Die ästhetische Elite des Sitzenbleibens
Apropos Videospiele - noch ein Gedanke, den ich am Wochenende hatte, als ich das extrem gute Spiel Bioshock Infinite zuende gespielt habe (hier eine Rezension, Achtung brutal): Es handelt sich um eines der narrativen Kunstwerke, bei dem man danach ins Internet geht und googelt, was das Ende bedeutet, um dann festzustellen, dass sich um die Rätsel der Erzählung herum sehr schnell eine riesige Menge an Diskurs sedimentiert hat. Ich finde das eigentlich sehr schön - ein gutes Beispiel, wie konkrete ästhetische Kommunikation aussehen kann, wenn man den Snobismus des Hochkultur-Segments gegen Plotfragen hinter sich lässt. Plötzlich ist man damit beschäftigt hunderte Kommentare unter einem Youtube-Video zu lesen, in denen das Ende eines Spiels diskutiert wird.
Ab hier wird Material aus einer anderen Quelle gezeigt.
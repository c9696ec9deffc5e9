//! Declarative logger configuration.
//!
//! A `LoggerConfig` describes a category tree in YAML and is applied onto a
//! [`CategoryLogger`]:
//!
//! ```yaml
//! default_category: app
//! category_format: "[%s] "
//! children:
//!   app: [db, http]
//!   db: [db.pool]
//! enabled: [app]
//! disabled: [db.pool]
//! file_logs:
//!   db: [/var/log/app/db.log]
//! ```
//!
//! ## Layers
//!
//! Values are resolved in this priority order:
//! 1. Environment variables (`CATLOG_DEFAULT_CATEGORY`, `CATLOG_CATEGORY_FORMAT`)
//! 2. Values loaded from file
//! 3. Default values (empty)

use catlog_types::{CatlogError, Result};
use indexmap::IndexMap;
use serde::{Deserialize, Serialize};
use std::fs;
use std::path::{Path, PathBuf};
use tracing::debug;

use crate::logger::CategoryLogger;

/// Environment variable overriding `default_category`.
pub const ENV_DEFAULT_CATEGORY: &str = "CATLOG_DEFAULT_CATEGORY";

/// Environment variable overriding `category_format`.
pub const ENV_CATEGORY_FORMAT: &str = "CATLOG_CATEGORY_FORMAT";

/// Category tree, flags and sinks to install on a logger.
#[derive(Debug, Clone, Default, PartialEq, Eq, Serialize, Deserialize)]
#[serde(default, deny_unknown_fields)]
pub struct LoggerConfig {
    /// Category used when a call names none
    #[serde(skip_serializing_if = "Option::is_none")]
    pub default_category: Option<String>,

    /// Label template, e.g. `"[%s] "`
    #[serde(skip_serializing_if = "Option::is_none")]
    pub category_format: Option<String>,

    /// Parent category to its children
    #[serde(skip_serializing_if = "IndexMap::is_empty")]
    pub children: IndexMap<String, Vec<String>>,

    /// Categories explicitly enabled
    #[serde(skip_serializing_if = "Vec::is_empty")]
    pub enabled: Vec<String>,

    /// Categories explicitly disabled
    #[serde(skip_serializing_if = "Vec::is_empty")]
    pub disabled: Vec<String>,

    /// Category to the files its lines are appended to
    #[serde(skip_serializing_if = "IndexMap::is_empty")]
    pub file_logs: IndexMap<String, Vec<PathBuf>>,
}

impl LoggerConfig {
    /// `~/.catlog/config.yml`, if a home directory is known.
    pub fn default_path() -> Option<PathBuf> {
        dirs::home_dir().map(|home| home.join(".catlog").join("config.yml"))
    }

    /// Load from [`default_path`](Self::default_path) with environment
    /// overrides applied.
    pub fn load() -> Result<Self> {
        let config = match Self::default_path() {
            Some(path) => Self::load_from(path)?,
            None => Self::default(),
        };
        Ok(config.with_env_overrides())
    }

    /// Load from a YAML file. A missing file yields the default config.
    pub fn load_from(path: impl AsRef<Path>) -> Result<Self> {
        let path = path.as_ref();
        if !path.exists() {
            debug!("No logger config at {}, using defaults", path.display());
            return Ok(Self::default());
        }

        let content = fs::read_to_string(path).map_err(|e| {
            CatlogError::Config(format!("Failed to read config file {}: {}", path.display(), e))
        })?;
        let config = Self::from_yaml_str(&content).map_err(|e| {
            CatlogError::Config(format!("Failed to parse config file {}: {}", path.display(), e))
        })?;
        debug!("Loaded logger config from {}", path.display());
        Ok(config)
    }

    /// Parse a YAML document. An empty document yields the default config.
    pub fn from_yaml_str(content: &str) -> Result<Self> {
        if content.trim().is_empty() {
            return Ok(Self::default());
        }
        Ok(serde_yaml::from_str(content)?)
    }

    /// Serialize to YAML.
    pub fn to_yaml_string(&self) -> Result<String> {
        Ok(serde_yaml::to_string(self)?)
    }

    /// Write the config to `path`, creating parent directories.
    pub fn save_to(&self, path: impl AsRef<Path>) -> Result<()> {
        let path = path.as_ref();
        if let Some(parent) = path.parent() {
            fs::create_dir_all(parent)?;
        }
        fs::write(path, self.to_yaml_string()?).map_err(|e| {
            CatlogError::Config(format!("Failed to write config file {}: {}", path.display(), e))
        })
    }

    /// Apply `CATLOG_*` environment overrides.
    pub fn with_env_overrides(self) -> Self {
        self.with_overrides_from(|key| std::env::var(key).ok())
    }

    /// Apply overrides from an arbitrary variable lookup. Empty values are
    /// ignored.
    pub fn with_overrides_from(mut self, lookup: impl Fn(&str) -> Option<String>) -> Self {
        let lookup = |key: &str| lookup(key).filter(|v| !v.is_empty());
        if let Some(category) = lookup(ENV_DEFAULT_CATEGORY) {
            debug!("{} overrides default category with '{}'", ENV_DEFAULT_CATEGORY, category);
            self.default_category = Some(category);
        }
        if let Some(format) = lookup(ENV_CATEGORY_FORMAT) {
            debug!("{} overrides category format with '{}'", ENV_CATEGORY_FORMAT, format);
            self.category_format = Some(format);
        }
        self
    }

    /// Install this config on `logger`: hierarchy first, then enabled and
    /// disabled flags, then file sinks, default category and label format.
    ///
    /// # Errors
    ///
    /// The first invalid category name, empty child list, self-parent or
    /// bad label format stops the application; earlier entries stay applied.
    pub fn apply(&self, logger: &CategoryLogger) -> Result<()> {
        for (parent, children) in &self.children {
            logger.add_category_children(parent, children)?;
        }
        logger.enable_categories(&self.enabled)?;
        logger.disable_categories(&self.disabled)?;
        for (category, paths) in &self.file_logs {
            for path in paths {
                logger.add_file_log(category, path)?;
            }
        }
        if let Some(category) = &self.default_category {
            logger.set_default_category(category)?;
        }
        if let Some(format) = &self.category_format {
            logger.set_category_format(format)?;
        }

        debug!(
            "Applied logger config: {} parents, {} enabled, {} disabled, {} file logs",
            self.children.len(),
            self.enabled.len(),
            self.disabled.len(),
            self.file_logs.values().map(Vec::len).sum::<usize>()
        );
        Ok(())
    }
}
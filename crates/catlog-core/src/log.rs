//! Diagnostics for the logging engine itself.
//!
//! Sink failures, listener panics, timer lifecycle and configuration
//! changes are reported through `tracing`. Applications that don't install
//! a subscriber of their own can use these helpers.

use catlog_types::{CatlogError, Result};
use tracing_subscriber::{fmt, layer::SubscriberExt, util::SubscriberInitExt, EnvFilter};

/// Filter used when `RUST_LOG` is unset.
pub const DEFAULT_DIRECTIVE: &str = "catlog_core=warn";

/// Install a stderr subscriber filtered by `RUST_LOG`, falling back to
/// [`DEFAULT_DIRECTIVE`].
pub fn init_default() -> Result<()> {
    init_from_env(DEFAULT_DIRECTIVE)
}

/// Install a stderr subscriber filtered by `RUST_LOG`, falling back to
/// `default_directive`.
///
/// # Errors
///
/// `Config` if the fallback directive does not parse; `Other` if a global
/// subscriber is already installed.
pub fn init_from_env(default_directive: &str) -> Result<()> {
    let filter = EnvFilter::try_from_default_env()
        .or_else(|_| EnvFilter::try_new(default_directive))
        .map_err(|e| {
            CatlogError::Config(format!("Invalid log filter '{}': {}", default_directive, e))
        })?;

    tracing_subscriber::registry()
        .with(fmt::layer().with_writer(std::io::stderr).with_target(true))
        .with(filter)
        .try_init()
        .map_err(|e| CatlogError::Other(format!("Failed to initialize diagnostics: {}", e)))
}
//! Common enumerations used throughout catlog.

use serde::{Deserialize, Serialize};
use std::fmt;
use std::str::FromStr;
use std::time::Duration;
use crate::errors::{CatlogError, Result};

/// Time unit granularity for duration logging.
///
/// Each unit maps to an exact whole number of nanoseconds, so conversions
/// go through a single integer scale factor per unit.
#[derive(Debug, Clone, Copy, PartialEq, Eq, Hash, PartialOrd, Ord, Serialize, Deserialize)]
#[serde(rename_all = "lowercase")]
pub enum TimeUnit {
    /// 1 ns
    Nanoseconds,
    /// 10^6 ns
    Milliseconds,
    /// 10^9 ns
    Seconds,
    /// 60 * 10^9 ns
    Minutes,
    /// 3600 * 10^9 ns
    Hours,
}

impl TimeUnit {
    /// All units, finest first.
    pub const ALL: [TimeUnit; 5] = [
        TimeUnit::Nanoseconds,
        TimeUnit::Milliseconds,
        TimeUnit::Seconds,
        TimeUnit::Minutes,
        TimeUnit::Hours,
    ];

    /// Number of nanoseconds in one of this unit.
    pub const fn nanos_per_unit(self) -> u64 {
        match self {
            TimeUnit::Nanoseconds => 1,
            TimeUnit::Milliseconds => 1_000_000,
            TimeUnit::Seconds => 1_000_000_000,
            TimeUnit::Minutes => 60 * 1_000_000_000,
            TimeUnit::Hours => 3_600 * 1_000_000_000,
        }
    }

    /// Short suffix used when printing a value in this unit.
    pub const fn suffix(self) -> &'static str {
        match self {
            TimeUnit::Nanoseconds => "ns",
            TimeUnit::Milliseconds => "ms",
            TimeUnit::Seconds => "s",
            TimeUnit::Minutes => "min",
            TimeUnit::Hours => "h",
        }
    }

    /// Express a `Duration` as a (possibly fractional) count of this unit.
    pub fn duration_in(self, duration: Duration) -> f64 {
        duration.as_nanos() as f64 / self.nanos_per_unit() as f64
    }
}

impl FromStr for TimeUnit {
    type Err = CatlogError;

    fn from_str(s: &str) -> Result<Self> {
        match s.trim().to_lowercase().as_str() {
            "ns" | "nanos" | "nanosecond" | "nanoseconds" => Ok(TimeUnit::Nanoseconds),
            "ms" | "millis" | "millisecond" | "milliseconds" => Ok(TimeUnit::Milliseconds),
            "s" | "sec" | "secs" | "second" | "seconds" => Ok(TimeUnit::Seconds),
            "min" | "mins" | "minute" | "minutes" => Ok(TimeUnit::Minutes),
            "h" | "hr" | "hrs" | "hour" | "hours" => Ok(TimeUnit::Hours),
            _ => Err(CatlogError::UnsupportedUnit(s.to_string())),
        }
    }
}

impl fmt::Display for TimeUnit {
    fn fmt(&self, f: &mut fmt::Formatter<'_>) -> fmt::Result {
        match self {
            TimeUnit::Nanoseconds => write!(f, "NANOSECONDS"),
            TimeUnit::Milliseconds => write!(f, "MILLISECONDS"),
            TimeUnit::Seconds => write!(f, "SECONDS"),
            TimeUnit::Minutes => write!(f, "MINUTES"),
            TimeUnit::Hours => write!(f, "HOURS"),
        }
    }
}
Allerdings wurde ich bei dieser Gelegenheit auch darauf aufmerksam gemacht, dass es eine Post-Credit-Scene gibt, also eine kurze Szene, die erst gespielt wird, nachdem die unmäßig vielen Namen der an der Produktion beteiligten abgespult wurden. Und diese Szene soll in Bioshock Infinite alles noch einmal in einem anderen Licht etc. Ohne diesen Diskurs schon aufgearbeitet zu haben, muss ich an dieser Stelle sagen: Ich glaube, ich hasse Post-Credit-Scenes. Die Vorstellung, dass es eine mehr oder weniger versteckte Botschaft an diejenigen gibt, die über das kulturelle Praxiswissen verfügen, dass man im Kino oder vor dem TV noch sitzen bleiben muss, um das Narrativ vollständig zu verstehen, ist eine seltsam faule Art, Distinktionsgewinn zu erzeugen (inzwischen handelt es sich ja um eine beliebte Strategie von Blockbuster-Filmen, den nächsten Teil der Franchise anzuteasern). Aber dahinter steht auch die Vorstellung, dass man die Rezipient*innen zur Geduld und zum Respekt vor der Produktion erziehen muss, indem man sie zum Stillsitzen zwingt. Das sind wie gesagt nur spontane Gedanken zu einer irritierten Intuition. Es könnte gut sein, dass ich falsch liege. Falls jemand gute Essays dazu kennt oder eigene Einschätzungen hat, wäre ich daran interessiert.
Die guten Texte
Freund und Kollege Simon Sahner hat einen sehr spannenden Text darüber geschrieben, warum die spielerische Kommunikation auf Twitter manchmal aus der Außenperspektive verwirrend und abstoßend wirken kann. In der New Republic findet sich ein erschreckender und plausibler Artikel darüber, wie Tucker Carlson zu der Figur wurde, die er ist. Und im Atlantic kann man einen tollen Artikel über die Kommodifizierung von Aktivismus lesen, wie sie sich etwa auf der vielbeachteten Met-Gala 2021 gezeigt hat.